Top of INFORMATION SUPPLIED
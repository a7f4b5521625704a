use crate::api::NotificationApi;
use crate::badge::BadgeState;
use std::sync::Arc;
use std::time::Duration;
use tokio::task::JoinHandle;
use tracing::{debug, warn};

/// Debounced fetch of the authoritative unread count. Holds at most one
/// pending timer; scheduling a new run aborts the previous one if it has not
/// fired yet.
pub struct CountRefresher<A> {
    api: Arc<A>,
    badge: BadgeState,
    pending: Option<JoinHandle<()>>,
}

impl<A> CountRefresher<A>
where
    A: NotificationApi + 'static,
{
    pub fn new(api: Arc<A>, badge: BadgeState) -> Self {
        Self {
            api,
            badge,
            pending: None,
        }
    }

    pub fn refresh(&mut self, delay: Duration) {
        if let Some(previous) = self.pending.take() {
            if !previous.is_finished() {
                debug!("unread_count_refresh_superseded");
            }
            previous.abort();
        }
        let api = Arc::clone(&self.api);
        let badge = self.badge.clone();
        self.pending = Some(tokio::spawn(async move {
            tokio::time::sleep(delay).await;
            // Detached so a later refresh cannot cancel a fetch already in flight.
            tokio::spawn(fetch_into(api, badge));
        }));
    }

    /// Immediate fetch that leaves any pending debounced run untouched.
    pub fn refresh_now(&self) {
        tokio::spawn(fetch_into(Arc::clone(&self.api), self.badge.clone()));
    }

    pub fn has_pending(&self) -> bool {
        self.pending
            .as_ref()
            .is_some_and(|handle| !handle.is_finished())
    }
}

impl<A> Drop for CountRefresher<A> {
    fn drop(&mut self) {
        if let Some(pending) = self.pending.take() {
            pending.abort();
        }
    }
}

async fn fetch_into<A: NotificationApi>(api: Arc<A>, badge: BadgeState) {
    match api.unread_count().await {
        Ok(count) => {
            debug!(count, "unread_count_refreshed");
            badge.set(count);
        }
        Err(err) => warn!("unread_count_refresh_failed: {err}"),
    }
}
Bottom of INFORMATION SUPPLIED
* **EXERCISE DETAILS**: Without changing a word, print all of the entries above.

* **YOUR RESPONSE**:
repository a7f4b5521625704a
use crate::api::NotificationApi;
use crate::badge::BadgeState;
use std::sync::Arc;
use std::time::Duration;
use tokio::task::JoinHandle;
use tracing::{debug, warn};

/// Debounced fetch of the authoritative unread count. Holds at most one
/// pending timer; scheduling a new run aborts the previous one if it has not
/// fired yet.
pub struct CountRefresher<A> {
    api: Arc<A>,
    badge: BadgeState,
    pending: Option<JoinHandle<()>>,
}

impl<A> CountRefresher<A>
where
    A: NotificationApi + 'static,
{
    pub fn new(api: Arc<A>, badge: BadgeState) -> Self {
        Self {
            api,
            badge,
            pending: None,
        }
    }

    pub fn refresh(&mut self, delay: Duration) {
        if let Some(previous) = self.pending.take() {
            if !previous.is_finished() {
                debug!("unread_count_refresh_superseded");
            }
            previous.abort();
        }
        let api = Arc::clone(&self.api);
        let badge = self.badge.clone();
        self.pending = Some(tokio::spawn(async move {
            tokio::time::sleep(delay).await;
            // Detached so a later refresh cannot cancel a fetch already in flight.
            tokio::spawn(fetch_into(api, badge));
        }));
    }

    /// Immediate fetch that leaves any pending debounced run untouched.
    pub fn refresh_now(&self) {
        tokio::spawn(fetch_into(Arc::clone(&self.api), self.badge.clone()));
    }

    pub fn has_pending(&self) -> bool {
        self.pending
            .as_ref()
            .is_some_and(|handle| !handle.is_finished())
    }
}

impl<A> Drop for CountRefresher<A> {
    fn drop(&mut self) {
        if let Some(pending) = self.pending.take() {
            pending.abort();
        }
    }
}

async fn fetch_into<A: NotificationApi>(api: Arc<A>, badge: BadgeState) {
    match api.unread_count().await {
        Ok(count) => {
            debug!(count, "unread_count_refreshed");
            badge.set(count);
        }
        Err(err) => warn!("unread_count_refresh_failed: {err}"),
    }
}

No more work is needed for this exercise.